Locate the line bearing "this (10 MiB)." in the material below, then reproduce it and each following line up to and including the line bearing "async fn send(&self, request: Request<Body>)".

Segment Open

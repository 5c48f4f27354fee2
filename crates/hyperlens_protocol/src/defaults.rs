//! Canonical default values shared by the CLI and the web service.

pub const DEFAULT_BIND_ADDR: &str = "127.0.0.1:3000";
pub const DEFAULT_ENGINE_PROGRAM: &str = "python3";
pub const DEFAULT_ENGINE_SCRIPT: &str = "hyper_inspector.py";

/// Rows per table returned by inspect and by sample-only exports.
pub const SAMPLE_ROW_LIMIT: u64 = 5;

/// Upload ceiling: 500 MiB.
pub const MAX_UPLOAD_BYTES: u64 = 500 * 1024 * 1024;
/// Staged files older than this are swept (1 hour).
pub const STAGING_RETENTION_SECS: u64 = 60 * 60;
/// Sweep period (30 minutes).
pub const SWEEP_INTERVAL_SECS: u64 = 30 * 60;

/// Tracing filter used when `RUST_LOG` is unset.
pub const DEFAULT_LOG_FILTER: &str = "hyperlens=info,hyperlens_engine=info,tower_http=info";
/// Log files kept per process name, the live one included.
pub const LOG_MAX_FILES: usize = 5;
/// A log file rotates before it grows past this (10 MiB).
pub const LOG_MAX_FILE_BYTES: u64 = 10 * 1024 * 1024;

/// Multipart field carrying the uploaded file.
pub const UPLOAD_FIELD_NAME: &str = "hyperFile";

pub const CANCELLED_BY_USER_MESSAGE: &str = "Cancelled by user";
#![cfg(unix)]

use axum::body::{to_bytes, Body};
use axum::http::{header, Method, Request, StatusCode};
use axum::Router;
use hyperlens::{router, AppState, StagingArea};
use hyperlens_engine::{Dispatcher, ProcessEngine};
use hyperlens_protocol::StagingSettings;
use hyperlens_test_utils::payloads::{export_payload, inspect_payload};
use hyperlens_test_utils::{FakeEngine, TableFixture};
use serde_json::{json, Value};
use tempfile::TempDir;
use tower::ServiceExt;

const BOUNDARY: &str = "hyperlens-test-boundary";

struct TestApp {
    router: Router,
    engine: FakeEngine,
    staging: TempDir,
}

impl TestApp {
    fn new(engine: FakeEngine) -> Self {
        Self::with_limit(engine, 1024 * 1024)
    }

    fn with_limit(engine: FakeEngine, max_upload_bytes: u64) -> Self {
        let staging = TempDir::new().expect("create staging dir");
        let settings = StagingSettings {
            dir: staging.path().to_path_buf(),
            max_upload_bytes,
            retention_secs: 3600,
            sweep_interval_secs: 1800,
        };
        let dispatcher = Dispatcher::from_engine(ProcessEngine::new(&engine.settings()));
        let router = router(AppState::new(dispatcher, StagingArea::new(&settings)));
        Self {
            router,
            engine,
            staging,
        }
    }

    async fn send(&self, request: Request<Body>) -> (StatusCode, Vec<u8>, axum::http::HeaderMap) {
        let response = self.router.clone().oneshot(request).await.unwrap();
        let status = response.status();
        let headers = response.headers().clone();
        let body = to_bytes(response.into_body(), usize::MAX).await.unwrap();
        (status, body.to_vec(), headers)
    }

    async fn send_json(&self, request: Request<Body>) -> (StatusCode, Value) {
        let (status, body, _) = self.send(request).await;
        let value = serde_json::from_slice(&body).unwrap_or_else(|e| {
            panic!("invalid JSON body ({}): {}", e, String::from_utf8_lossy(&body))
        });
        (status, value)
    }

    /// Upload `contents` as `filename` and return the staging id.
    async fn upload(&self, filename: &str, contents: &[u8]) -> (StatusCode, Value) {
        self.send_json(upload_request("hyperFile", filename, contents)).await
    }

    async fn staged(&self, filename: &str) -> String {
        let (status, body) = self.upload(filename, b"fake hyper bytes").await;
        assert_eq!(status, StatusCode::OK, "{}", body);
        body["file"]["stagingId"].as_str().unwrap().to_string()
    }

    fn staged_count(&self) -> usize {
        std::fs::read_dir(self.staging.path()).unwrap().count()
    }
}

fn upload_request(field: &str, filename: &str, contents: &[u8]) -> Request<Body> {
    let mut body = Vec::new();
    body.extend_from_slice(format!("--{}\r\n", BOUNDARY).as_bytes());
    body.extend_from_slice(
        format!(
            "Content-Disposition: form-data; name=\"{}\"; filename=\"{}\"\r\n",
            field, filename
        )
        .as_bytes(),
    );
    body.extend_from_slice(b"Content-Type: application/octet-stream\r\n\r\n");
    body.extend_from_slice(contents);
    body.extend_from_slice(format!("\r\n--{}--\r\n", BOUNDARY).as_bytes());

    Request::builder()
        .method(Method::POST)
        .uri("/api/upload")
        .header(
            header::CONTENT_TYPE,
            format!("multipart/form-data; boundary={}", BOUNDARY),
        )
        .body(Body::from(body))
        .unwrap()
}

fn post_json(uri: &str, body: Value) -> Request<Body> {
    Request::builder()
        .method(Method::POST)
        .uri(uri)
        .header(header::CONTENT_TYPE, "application/json")
        .body(Body::from(body.to_string()))
        .unwrap()
}

fn post_empty(uri: &str) -> Request<Body> {
    Request::builder()
        .method(Method::POST)
        .uri(uri)
        .body(Body::empty())
        .unwrap()
}

fn get(uri: &str) -> Request<Body> {
    Request::builder().uri(uri).body(Body::empty()).unwrap()
}

#[tokio::test]
async fn test_upload_then_inspect() {
    let engine = FakeEngine::responding(&inspect_payload(
        "sales.hyper",
        &[TableFixture::numbered("Orders", 12)],
    ));
    let app = TestApp::new(engine);

    let (status, body) = app.upload("sales.hyper", b"fake hyper bytes").await;
    assert_eq!(status, StatusCode::OK, "{}", body);
    assert_eq!(body["success"], true);
    assert_eq!(body["file"]["originalName"], "sales.hyper");
    assert_eq!(body["file"]["sizeBytes"], 16);
    let id = body["file"]["stagingId"].as_str().unwrap().to_string();
    assert!(id.ends_with("-sales.hyper"), "{}", id);

    let (status, body) = app.send_json(post_empty(&format!("/api/inspect/{}", id))).await;
    assert_eq!(status, StatusCode::OK, "{}", body);
    assert_eq!(body["success"], true);
    assert_eq!(body["data"]["total_tables"], 1);
    assert_eq!(body["data"]["tables"][0]["name"], "Orders");
    assert_eq!(body["data"]["tables"][0]["row_count"], 12);

    let args = app.engine.recorded_args();
    assert_eq!(args[0], "inspect");
    assert!(args[1].ends_with(&id), "{:?}", args);
}

#[tokio::test]
async fn test_upload_rejects_non_hyper_file() {
    let app = TestApp::new(FakeEngine::from_script("exit 0"));

    let (status, body) = app.upload("notes.txt", b"hello").await;
    assert_eq!(status, StatusCode::BAD_REQUEST);
    assert_eq!(body["success"], false);
    assert!(body["error"].as_str().unwrap().contains(".hyper"));
    assert_eq!(app.staged_count(), 0);
}

#[tokio::test]
async fn test_upload_without_file_field() {
    let app = TestApp::new(FakeEngine::from_script("exit 0"));

    let (status, body) = app
        .send_json(upload_request("somethingElse", "sales.hyper", b"x"))
        .await;
    assert_eq!(status, StatusCode::BAD_REQUEST);
    assert!(body["error"].as_str().unwrap().contains("hyperFile"));
    assert_eq!(app.staged_count(), 0);
}

#[tokio::test]
async fn test_oversized_upload_leaves_nothing_behind() {
    let app = TestApp::with_limit(FakeEngine::from_script("exit 0"), 16);

    let (status, body) = app.upload("big.hyper", &[7u8; 64]).await;
    assert_eq!(status, StatusCode::PAYLOAD_TOO_LARGE, "{}", body);
    assert_eq!(body["success"], false);
    assert_eq!(app.staged_count(), 0);
}

#[tokio::test]
async fn test_unknown_file_id_is_not_found() {
    let app = TestApp::new(FakeEngine::from_script("exit 0"));

    let (status, body) = app
        .send_json(post_empty("/api/inspect/1700000000000-0-deadbeef-gone.hyper"))
        .await;
    assert_eq!(status, StatusCode::NOT_FOUND);
    assert_eq!(body["success"], false);
    assert!(app.engine.recorded_calls().is_empty());
}

#[tokio::test]
async fn test_traversal_id_is_rejected() {
    let app = TestApp::new(FakeEngine::from_script("exit 0"));

    let (status, body) = app
        .send_json(post_empty("/api/inspect/..%2Fsecret.hyper"))
        .await;
    assert_eq!(status, StatusCode::BAD_REQUEST, "{}", body);
    assert!(app.engine.recorded_calls().is_empty());
}

#[tokio::test]
async fn test_export_with_max_rows() {
    let engine = FakeEngine::responding(&export_payload(
        "sales.hyper",
        &[TableFixture::numbered("Orders", 1000)],
        Some(10),
    ));
    let app = TestApp::new(engine);
    let id = app.staged("sales.hyper").await;

    let (status, body) = app
        .send_json(post_json(
            &format!("/api/export/{}", id),
            json!({"sampleOnly": false, "maxRows": 10}),
        ))
        .await;
    assert_eq!(status, StatusCode::OK, "{}", body);

    let table = &body["data"]["tables"][0];
    assert_eq!(table["total_rows"], 1000);
    assert_eq!(table["exported_rows"], 10);
    assert_eq!(table["data"].as_array().unwrap().len(), 10);
    assert_eq!(body["data"]["max_rows_per_table"], 10);
    assert_eq!(&app.engine.recorded_args()[2..], ["--max-rows", "10"]);
}

#[tokio::test]
async fn test_export_rejects_bad_max_rows() {
    let app = TestApp::new(FakeEngine::from_script("exit 0"));
    let id = app.staged("sales.hyper").await;

    for bad in [json!("abc"), json!(-4), json!(0), json!(2.5)] {
        let (status, body) = app
            .send_json(post_json(&format!("/api/export/{}", id), json!({"maxRows": bad})))
            .await;
        assert_eq!(status, StatusCode::BAD_REQUEST, "maxRows {}: {}", bad, body);
        assert_eq!(body["success"], false);
    }
    assert!(app.engine.recorded_calls().is_empty());
}

#[tokio::test]
async fn test_sample_export_ignores_max_rows() {
    let engine = FakeEngine::responding(&export_payload(
        "sales.hyper",
        &[TableFixture::numbered("Orders", 50)],
        Some(5),
    ));
    let app = TestApp::new(engine);
    let id = app.staged("sales.hyper").await;

    let (status, body) = app
        .send_json(post_json(
            &format!("/api/export/{}", id),
            json!({"sampleOnly": true, "maxRows": 0}),
        ))
        .await;
    assert_eq!(status, StatusCode::OK, "{}", body);
    assert_eq!(body["data"]["export_type"], "sample_only");

    let (status, _, _) = app
        .send(get(&format!("/api/download/{}/json?sampleOnly=true&maxRows=abc", id)))
        .await;
    assert_eq!(status, StatusCode::OK);

    for call in app.engine.recorded_calls() {
        assert_eq!(&call[2..], ["--sample-only"]);
    }
}

#[tokio::test]
async fn test_engine_failure_maps_to_bad_gateway() {
    let app = TestApp::new(FakeEngine::failing(2, "file is corrupt"));
    let id = app.staged("broken.hyper").await;

    let (status, body) = app.send_json(post_empty(&format!("/api/inspect/{}", id))).await;
    assert_eq!(status, StatusCode::BAD_GATEWAY);
    assert_eq!(body["success"], false);
    assert!(body["error"].as_str().unwrap().contains("file is corrupt"));
}

#[tokio::test]
async fn test_download_csv_attachment() {
    let orders = TableFixture::new("Extract", "Orders")
        .column("id", "integer")
        .column("note", "text")
        .row(vec![json!(1), json!("plain")])
        .row(vec![json!(2), json!("a, \"quoted\" note")]);
    let engine = FakeEngine::responding(&export_payload("sales.hyper", &[orders], Some(5)));
    let app = TestApp::new(engine);
    let id = app.staged("sales.hyper").await;

    let (status, body, headers) = app
        .send(get(&format!("/api/download/{}/csv?sampleOnly=true", id)))
        .await;
    assert_eq!(status, StatusCode::OK, "{}", String::from_utf8_lossy(&body));
    assert_eq!(headers[header::CONTENT_TYPE], "text/csv; charset=utf-8");
    assert_eq!(
        headers[header::CONTENT_DISPOSITION],
        "attachment; filename=\"sales_export.csv\""
    );
    assert_eq!(
        String::from_utf8(body).unwrap(),
        "# Extract.Orders\nid,note\n1,plain\n2,\"a, \"\"quoted\"\" note\"\n"
    );
    assert_eq!(&app.engine.recorded_args()[2..], ["--sample-only"]);
}

#[tokio::test]
async fn test_download_rejects_unknown_format() {
    let app = TestApp::new(FakeEngine::from_script("exit 0"));
    let id = app.staged("sales.hyper").await;

    let (status, body) = app
        .send_json(get(&format!("/api/download/{}/xml", id)))
        .await;
    assert_eq!(status, StatusCode::BAD_REQUEST);
    assert!(body["error"].as_str().unwrap().contains("xml"));
}

#[tokio::test]
async fn test_health_and_file_listing() {
    let app = TestApp::new(FakeEngine::from_script("exit 0"));

    let (status, body) = app.send_json(get("/api/health")).await;
    assert_eq!(status, StatusCode::OK);
    assert_eq!(body["status"], "ok");
    assert_eq!(body["stagedFiles"], 0);

    let id = app.staged("sales.hyper").await;
    let (status, body) = app.send_json(get("/api/files")).await;
    assert_eq!(status, StatusCode::OK);
    let files = body["data"].as_array().unwrap();
    assert_eq!(files.len(), 1);
    assert_eq!(files[0]["stagingId"], id.as_str());
    assert_eq!(files[0]["originalName"], "sales.hyper");
}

Segment Closed

The completed task »
/// A log file rotates before it grows past this (10 MiB).
pub const LOG_MAX_FILE_BYTES: u64 = 10 * 1024 * 1024;

/// Multipart field carrying the uploaded file.
pub const UPLOAD_FIELD_NAME: &str = "hyperFile";

pub const CANCELLED_BY_USER_MESSAGE: &str = "Cancelled by user";
#![cfg(unix)]

use axum::body::{to_bytes, Body};
use axum::http::{header, Method, Request, StatusCode};
use axum::Router;
use hyperlens::{router, AppState, StagingArea};
use hyperlens_engine::{Dispatcher, ProcessEngine};
use hyperlens_protocol::StagingSettings;
use hyperlens_test_utils::payloads::{export_payload, inspect_payload};
use hyperlens_test_utils::{FakeEngine, TableFixture};
use serde_json::{json, Value};
use tempfile::TempDir;
use tower::ServiceExt;

const BOUNDARY: &str = "hyperlens-test-boundary";

struct TestApp {
    router: Router,
    engine: FakeEngine,
    staging: TempDir,
}

impl TestApp {
    fn new(engine: FakeEngine) -> Self {
        Self::with_limit(engine, 1024 * 1024)
    }

    fn with_limit(engine: FakeEngine, max_upload_bytes: u64) -> Self {
        let staging = TempDir::new().expect("create staging dir");
        let settings = StagingSettings {
            dir: staging.path().to_path_buf(),
            max_upload_bytes,
            retention_secs: 3600,
            sweep_interval_secs: 1800,
        };
        let dispatcher = Dispatcher::from_engine(ProcessEngine::new(&engine.settings()));
        let router = router(AppState::new(dispatcher, StagingArea::new(&settings)));
        Self {
            router,
            engine,
            staging,
        }
    }

    async fn send(&self, request: Request<Body>) -> (StatusCode, Vec<u8>, axum::http::HeaderMap) {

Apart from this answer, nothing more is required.